The advantage of the latter approach is that it will enable
us to extract a takeaway message from every mishnah and baraita in Pirkei Avot.
We have to accept, however, that we may face the accusation that we are putting
meanings into the mouths of rabbis who clearly had something else in mind at
the time they were speaking.
Why have I written this? Because I recently came across a
troubling passage in When a Jew seeks wisdom: The Sayings of the Fathers. There
Seymour Rossel has this to say of Pirkei Avot:
“Its sayings and advice are still
fresh and useful today. If anything, they have grown more important, for as we
read them we can see in them the mark of eternal truths”.
Had he stopped there, that would have been fine. But after
this positive endorsement of the tractate’s content he adds:
“True, some [of the sayings] are
so outdated as to be beyond repair, others the product of ancient
superstitions, and still others merely folklore inserted as if by accident”.
I was profoundly disturbed by this. In the first place I
struggle to identify any sayings in Avot that can be designated “the product of
ancient superstitions” or “merely folklore inserted as if by accident”. Secondly,
I cannot agree that any of the sayings in Avot are “so outdated as to be beyond
repair”. Many modern English commentaries
on Avot have breathed fresh life into it without ever extinguishing the old.
Foremost among these are R’ Abraham J. Twerski’s Visions of the Fathers, Irving
M. Bunim’s Ethics from Sinai, R’ Yaakov Hillel’s Eternal Ethics from
Sinai, R’ Reuven P. Bulka’s Chapters of the Sages, R’ Marc D.
Angel’s The Koren Pirkei Avot and (I’m mentioning this only for the sake
of completeness) my own Pirkei Avot: a Users’ Manual.
While Seymour Rossel’s book does not state this explicitly,
it is apparent from the format, illustrations and gently didactic style of the
text that it has been written specifically with children in mind. I would guess
that the target audience is readers who range from the age of bar- or
batmitzvah to the mid-teens. At this age, while they may feel that they are old
enough to make up their own minds as to the status and worth of the teachings
in Pirkei Avot, they are just as vulnerable as the rest of us to subliminal
messages regarding the tractate’s pedigree—and, in a book such as Rossel’s
which is written in a warm and accessible style, they may feel dismissive of
its origins if they associate Avot with superstitions and random folklore.
You have to read about a quarter of the way into Rossel’s
book before you find what he calls “an example of superstitious fact-gathering”.
There he cites Avot 5:12:
בְּאַרְבָּעָה פְרָקִים הַדֶּֽבֶר מִתְרַבֶּה, בָּרְבִיעִית,
וּבַשְּׁבִיעִית, וּבְמוֹצָאֵי שְׁבִיעִית, וּבְמוֹצָאֵי הַחַג שֶׁבְּכָל שָׁנָה וְשָׁנָה.

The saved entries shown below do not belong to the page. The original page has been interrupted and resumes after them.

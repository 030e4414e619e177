//! SeasonLab CLI: print the seasonal return pattern of a ticker.
//!
//! Commands:
//! - `report`: fetch history and print the seasonality report (text or JSON)
//! - `config`: print the effective configuration as TOML

mod render;

use anyhow::{Context, Result};
use clap::{Parser, Subcommand, ValueEnum};
use std::path::{Path, PathBuf};
use tracing_subscriber::EnvFilter;

use seasonlab_core::config::{ProviderKind, SeasonLabConfig};
use seasonlab_core::data::build_provider;
use seasonlab_core::{ReportCache, SeasonalityService};

#[derive(Parser)]
#[command(
    name = "seasonlab",
    about = "SeasonLab CLI, seasonal return charts for stocks and ETFs"
)]
struct Cli {
    /// Path to a TOML config file. Defaults to <config dir>/seasonlab/config.toml.
    #[arg(long, global = true)]
    config: Option<PathBuf>,

    /// Log debug output to stderr.
    #[arg(short, long, global = true, default_value_t = false)]
    verbose: bool,

    #[command(subcommand)]
    command: Commands,
}

#[derive(Subcommand)]
enum Commands {
    /// Print the seasonality report for a ticker.
    Report {
        /// Ticker in the provider's format (e.g., ^GSPC, AAPL, BTC-USD).
        #[arg(default_value = "^GSPC")]
        ticker: String,

        /// Output format.
        #[arg(long, value_enum, default_value_t = OutputFormat::Text)]
        format: OutputFormat,

        /// Override the configured data provider.
        #[arg(long, value_enum)]
        provider: Option<ProviderArg>,

        /// Directory of {TICKER}.csv files (implies --provider csv).
        #[arg(long)]
        csv_dir: Option<PathBuf>,
    },
    /// Print the effective configuration.
    Config,
}

#[derive(Clone, Copy, ValueEnum)]
enum OutputFormat {
    Text,
    Json,
}

#[derive(Clone, Copy, ValueEnum)]
enum ProviderArg {
    Yahoo,
    Csv,
}

impl From<ProviderArg> for ProviderKind {
    fn from(arg: ProviderArg) -> Self {
        match arg {
            ProviderArg::Yahoo => ProviderKind::Yahoo,
            ProviderArg::Csv => ProviderKind::Csv,
        }
    }
}

fn main() -> Result<()> {
    let cli = Cli::parse();
    init_logging(cli.verbose);

    let config = load_config(cli.config.as_deref())?;

    match cli.command {
        Commands::Report {
            ticker,
            format,
            provider,
            csv_dir,
        } => run_report(config, &ticker, format, provider, csv_dir),
        Commands::Config => {
            print!("{}", toml::to_string_pretty(&config)?);
            Ok(())
        }
    }
}

fn init_logging(verbose: bool) {
    let default = if verbose { "debug" } else { "warn" };
    tracing_subscriber::fmt()
        .with_env_filter(
            EnvFilter::try_from_default_env().unwrap_or_else(|_| EnvFilter::new(default)),
        )
        .with_target(false)
        .with_writer(std::io::stderr)
        .init();
}

/// Explicit path must exist; the default path is optional.
fn load_config(path: Option<&Path>) -> Result<SeasonLabConfig> {
    if let Some(path) = path {
        return SeasonLabConfig::from_file(path)
            .with_context(|| format!("loading config {}", path.display()));
    }

    match default_config_path() {
        Some(path) if path.exists() => {
            tracing::debug!(path = %path.display(), "using default config");
            SeasonLabConfig::from_file(&path)
                .with_context(|| format!("loading config {}", path.display()))
        }
        _ => Ok(SeasonLabConfig::default()),
    }
}

fn default_config_path() -> Option<PathBuf> {
    dirs::config_dir().map(|d| d.join("seasonlab").join("config.toml"))
}

fn run_report(
    mut config: SeasonLabConfig,
    ticker: &str,
    format: OutputFormat,
    provider: Option<ProviderArg>,
    csv_dir: Option<PathBuf>,
) -> Result<()> {
    if let Some(dir) = csv_dir {
        config.provider.kind = ProviderKind::Csv;
        config.provider.csv_dir = dir;
    }
    if let Some(kind) = provider {
        config.provider.kind = kind.into();
    }

    let provider = build_provider(&config.provider)?;
    // One request per process: the cache only matters for long-lived callers.
    let mut service = SeasonalityService::new(provider, ReportCache::disabled());

    match service.report(ticker) {
        Ok(report) => {
            match format {
                OutputFormat::Text => print!("{}", render::render_text(&report)?),
                OutputFormat::Json => println!("{}", serde_json::to_string_pretty(&*report)?),
            }
            Ok(())
        }
        Err(err) => {
            eprintln!("{}", err.user_message());
            eprintln!("  cause: {err}");
            if err.is_transient() {
                eprintln!("  (network problem; trying again later may help)");
            }
            std::process::exit(1);
        }
    }
}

בָּרְבִיעִית, מִפְּנֵי מַעֲשֵׂר עָנִי שֶׁבַּשְּׁלִישִׁית. בַּשְּׁבִיעִית, מִפְּנֵי
מַעֲשֵׂר עָנִי שֶׁבַּשִּׁשִּׁית. בְּמוֹצָאֵי שְׁבִיעִית, מִפְּנֵי פֵּרוֹת שְׁבִיעִית.
בְּמוֹצָאֵי הַחַג שֶׁבְּכָל שָׁנָה וְשָׁנָה, מִפְּנֵי גֵֽזֶל מַתְּנוֹת עֲנִיִּים
There are four periods when
plague increases: in the fourth and seventh years [of the sabbatical cycle], in
the year following the seventh, and following the Chag [i.e. Sukkot] each year.
On the fourth year, because of [the neglect of] the tithe to the poor that must
be given on the third year; on the seventh, because of the tithe to the poor
that must be given on the sixth; on the year after the seventh, because of the
produce of the sabbatical year; and following each Chag, because of the robbing
of the poor of the gifts due to them.
On this mishnah he writes:
“We may smile in amusement at
this belief that harming the poor brings evil and disease upon the community as
a whole, and we may believe that God would not be so cruel as to make the
innocent suffer along with the guilty …
…superstition such as this is not
so reliable as beliefs based on actual data. It can get in the way of making
truly intelligent decisions in regard to important problems. So Judaism no
longer relies on superstition to any significant extent”.
I personally haven’t found anything amusing to smile about
in this mishnah. If a reader wishes to take it in a literal physical sense, they
may quite reasonably do so. Hunger, particularly when it is so severe as to
cause malnutrition, can lower one’s resistance to illness and, among the poor
who tend to live in more crowded and sometimes insanitary conditions, disease
can spread rapidly. A reader can take this mishnah in a more abstract,
principled manner too: rather than teaching of the importance of good nutrition,
it is a lesson in being sensitive to the needs and feelings of others and of
assuming some responsibility for the well-being of those less well off than
ourselves, even if we may not happen to be personally acquainted with them.
Incidentally, there is no harm in reading the provisions of
Avot critically, especially since some of its teachings appear to challenge or
even contradict other ones. Rabbis have done this for centuries and it is part
of our tradition. Avot is robust enough to withstand even tough and sometimes unsympathetic
criticism (see e.g. Joseph G. Rosenstein’s Reflections on Pirkei Avot).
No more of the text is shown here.